[Task brief]: Keep every line of the data below that has the string "closed" and present those lines.

[Saved data entries]
▼

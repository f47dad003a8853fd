//! Peer manager.
//!
//! Admits adopted sockets into a capacity-bounded registry, spawns their
//! session tasks, and runs address gossip. Owned by the single coordinating
//! task; sessions reach it only through [`PeerEvent`]s.

pub mod address_book;
pub mod registry;

use std::collections::HashMap;
use std::net::SocketAddr;
use std::sync::Arc;
use std::time::Duration;

use bytes::BytesMut;
use tokio::io::AsyncWriteExt;
use tokio::net::TcpStream;
use tokio::sync::mpsc;
use tokio::task::JoinHandle;
use tokio_util::codec::Encoder;

use crate::config::{LocalIdentity, P2pConfig};
use crate::error::{P2pError, P2pResult};
use crate::peer::{
    spawn_peer_connection, ApplicationProtocol, ConnectionDirection, NoApplication, PeerCommand,
    PeerEvent, PeerId, PeerSession, Session,
};
use crate::protocol::validate::{CODE_BAD_REQUEST, CODE_UNAVAILABLE};
use crate::protocol::{unix_now, Command, HostAddr, LineCodec, VersionMessage};

pub use address_book::AddressBook;
pub use registry::{PeerEntry, PeerRegistry};

/// How long shutdown waits for each session task.
const SHUTDOWN_GRACE: Duration = Duration::from_secs(2);

/// Manages all peer connections.
pub struct PeerManager {
    /// Admitted sessions.
    registry: PeerRegistry,
    /// Gossiped addresses.
    address_book: AddressBook,
    /// Session task handles, for shutdown.
    tasks: HashMap<PeerId, JoinHandle<()>>,
    /// P2P configuration.
    config: Arc<P2pConfig>,
    /// Identity shared by every session.
    identity: Arc<LocalIdentity>,
    /// Address we advertise in `version`.
    advertise: SocketAddr,
    /// Next peer ID counter.
    next_peer_id: u64,
}

impl PeerManager {
    /// Create a new peer manager advertising `advertise` to peers.
    pub fn new(config: Arc<P2pConfig>, advertise: SocketAddr) -> Self {
        Self {
            registry: PeerRegistry::new(config.max_peers),
            address_book: AddressBook::new(),
            tasks: HashMap::new(),
            identity: Arc::new(config.identity.clone()),
            config,
            advertise,
            next_peer_id: 1,
        }
    }

    /// Allocate a new peer ID.
    pub fn next_peer_id(&mut self) -> PeerId {
        let id = self.next_peer_id;
        self.next_peer_id += 1;
        PeerId::new(id)
    }

    /// Adopt a connected socket with no application layer.
    pub fn new_connection(
        &mut self,
        stream: TcpStream,
        direction: ConnectionDirection,
        event_tx: &mpsc::Sender<PeerEvent>,
    ) -> P2pResult<PeerId> {
        self.new_connection_with(stream, direction, event_tx, NoApplication)
    }

    /// Adopt a connected socket, layering `app` over its session.
    ///
    /// At capacity the socket gets a 500 `reject` and is closed without
    /// ever being registered.
    pub fn new_connection_with<A: ApplicationProtocol>(
        &mut self,
        stream: TcpStream,
        direction: ConnectionDirection,
        event_tx: &mpsc::Sender<PeerEvent>,
        app: A,
    ) -> P2pResult<PeerId> {
        let peer_id = self.next_peer_id();
        let remote = stream.peer_addr()?;
        let local = stream.local_addr()?;

        if self.registry.is_full() {
            tracing::warn!(
                peer = %peer_id,
                addr = %remote,
                max = self.registry.capacity(),
                "Rejecting connection: no slots"
            );
            tokio::spawn(reject_and_close(stream, peer_id));
            return Err(P2pError::MaxConnectionsReached {
                max: self.registry.capacity(),
            });
        }

        if let Err(e) = stream.set_nodelay(true) {
            tracing::warn!(addr = %remote, error = %e, "Failed to set TCP_NODELAY");
        }

        let session = Session::new(
            peer_id,
            direction,
            local,
            remote,
            self.identity.clone(),
            self.advertise,
        );
        let info = session.info().clone();
        let (command_tx, handle) = spawn_peer_connection(
            PeerSession::new(session, app),
            stream,
            event_tx.clone(),
            self.config.clone(),
        );

        self.registry.insert(info, command_tx)?;
        self.tasks.insert(peer_id, handle);
        tracing::info!(peer = %peer_id, addr = %remote, direction = %direction, "Peer admitted");
        self.log_registry();

        Ok(peer_id)
    }

    /// Apply one event from a session task.
    pub fn handle_event(&mut self, event: PeerEvent) {
        match event {
            PeerEvent::HandshakeComplete {
                peer_id,
                label,
                advertised,
            } => {
                tracing::info!(peer = %peer_id, label = %label, "Handshake complete");
                if let Some(entry) = self.registry.get_mut(&peer_id) {
                    entry.handshake_complete = true;
                }
                if let Some(addr) = advertised {
                    self.address_book.update(addr, unix_now());
                }
                if self.config.request_addrs_on_connect {
                    self.send_or_log(&peer_id, Command::GetAddr);
                }
            }
            PeerEvent::Message { peer_id, command } => self.handle_command(peer_id, *command),
            PeerEvent::Disconnected { peer_id, reason } => {
                self.tasks.remove(&peer_id);
                if self.registry.remove(&peer_id).is_some() {
                    tracing::info!(peer = %peer_id, reason = %reason, "Peer disconnected");
                    self.log_registry();
                }
            }
        }
    }

    fn handle_command(&mut self, peer_id: PeerId, command: Command) {
        match command {
            Command::Version(version) => self.handle_version(peer_id, version),
            Command::Addr(peers) => {
                let changed = self.address_book.merge(&peers);
                tracing::debug!(
                    peer = %peer_id,
                    received = peers.len(),
                    changed,
                    known = self.address_book.len(),
                    "Merged addresses"
                );
            }
            Command::GetAddr => {
                let reply = self.address_book.to_command();
                self.send_or_log(&peer_id, reply);
            }
            Command::Message(notice) => {
                tracing::info!(
                    peer = %peer_id,
                    code = notice.code,
                    reason = %notice.reason,
                    detail = %notice.detail,
                    "Peer message"
                );
            }
            Command::Reject(notice) => {
                tracing::warn!(
                    peer = %peer_id,
                    code = notice.code,
                    reason = %notice.reason,
                    detail = %notice.detail,
                    "Peer rejected us"
                );
            }
            other => {
                tracing::trace!(peer = %peer_id, command = other.name(), "Ignoring command");
            }
        }
    }

    /// Refuse a second session to an already connected node, or to ourselves.
    ///
    /// Only the newer session is evaluated and closed.
    fn handle_version(&mut self, peer_id: PeerId, version: VersionMessage) {
        let ours = HostAddr::from(self.advertise);
        let existing = self.registry.find_advertised(&version.sender, &peer_id);

        if existing.is_some() || version.sender == ours {
            tracing::info!(
                peer = %peer_id,
                advertised = %version.sender,
                existing = ?existing,
                "Rejecting duplicate connection"
            );
            self.send_or_log(
                &peer_id,
                Command::reject(
                    i64::from(CODE_BAD_REQUEST),
                    "Duplicate connection",
                    "Connection already established",
                ),
            );
            if let Err(e) = self.disconnect_peer(&peer_id) {
                tracing::debug!(peer = %peer_id, error = %e, "Disconnect failed");
            }
            return;
        }

        if let Some(entry) = self.registry.get_mut(&peer_id) {
            entry.info.learn_identity(version.user_id, version.sender);
        }
    }

    /// Send a command to a specific peer.
    /// Uses unbounded channel so this never blocks.
    pub fn send_to_peer(&self, peer_id: &PeerId, command: Command) -> P2pResult<()> {
        let entry = self
            .registry
            .get(peer_id)
            .ok_or_else(|| P2pError::PeerNotFound(peer_id.to_string()))?;

        entry
            .command_tx
            .send(PeerCommand::Send(command))
            .map_err(|_| P2pError::ChannelSend("Peer command channel closed".to_string()))
    }

    fn send_or_log(&self, peer_id: &PeerId, command: Command) {
        if let Err(e) = self.send_to_peer(peer_id, command) {
            tracing::debug!(peer = %peer_id, error = %e, "Failed to send to peer");
        }
    }

    /// Disconnect a peer.
    /// A second request for the same peer is harmless.
    pub fn disconnect_peer(&self, peer_id: &PeerId) -> P2pResult<()> {
        let entry = self
            .registry
            .get(peer_id)
            .ok_or_else(|| P2pError::PeerNotFound(peer_id.to_string()))?;

        entry
            .command_tx
            .send(PeerCommand::Disconnect)
            .map_err(|_| P2pError::ChannelSend("Peer command channel closed".to_string()))
    }

    /// Ask every session to close and wait briefly for the tasks to finish.
    pub async fn shutdown(&mut self) {
        tracing::info!(count = self.tasks.len(), "Shutting down peer connections");

        for entry in self.registry.iter() {
            let _ = entry.command_tx.send(PeerCommand::Disconnect);
        }

        for (peer_id, handle) in self.tasks.drain() {
            match tokio::time::timeout(SHUTDOWN_GRACE, handle).await {
                Ok(Err(e)) => tracing::warn!(peer = %peer_id, error = %e, "Peer task failed"),
                Err(_) => tracing::debug!(peer = %peer_id, "Peer task did not stop in time"),
                Ok(Ok(())) => {}
            }
        }
    }

    fn log_registry(&self) {
        tracing::info!(
            peers = self.registry.len(),
            max = self.registry.capacity(),
            "Connected peers:\n{}",
            self.registry.listing()
        );
    }

    pub fn registry(&self) -> &PeerRegistry {
        &self.registry
    }

    pub fn address_book(&self) -> &AddressBook {
        &self.address_book
    }

    /// Number of admitted sessions.
    pub fn peer_count(&self) -> usize {
        self.registry.len()
    }

    /// Get the configuration.
    pub fn config(&self) -> &P2pConfig {
        &self.config
    }
}

/// Tell an over-capacity peer why it is dropped, then close.
async fn reject_and_close(mut stream: TcpStream, peer_id: PeerId) {
    let reject = Command::reject(
        i64::from(CODE_UNAVAILABLE),
        "Connections full",
        "Cannot accept any more connections",
    );
    let mut buf = BytesMut::new();
    if LineCodec::new().encode(reject, &mut buf).is_err() {
        return;
    }
    if let Err(e) = stream.write_all(&buf).await {
        tracing::debug!(peer = %peer_id, error = %e, "Failed to send capacity reject");
    }
    let _ = stream.shutdown().await;
}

▲

[Answer to this task]:
    /// At capacity the socket gets a 500 `reject` and is closed without
    /// Only the newer session is evaluated and closed.
            .map_err(|_| P2pError::ChannelSend("Peer command channel closed".to_string()))
            .map_err(|_| P2pError::ChannelSend("Peer command channel closed".to_string()))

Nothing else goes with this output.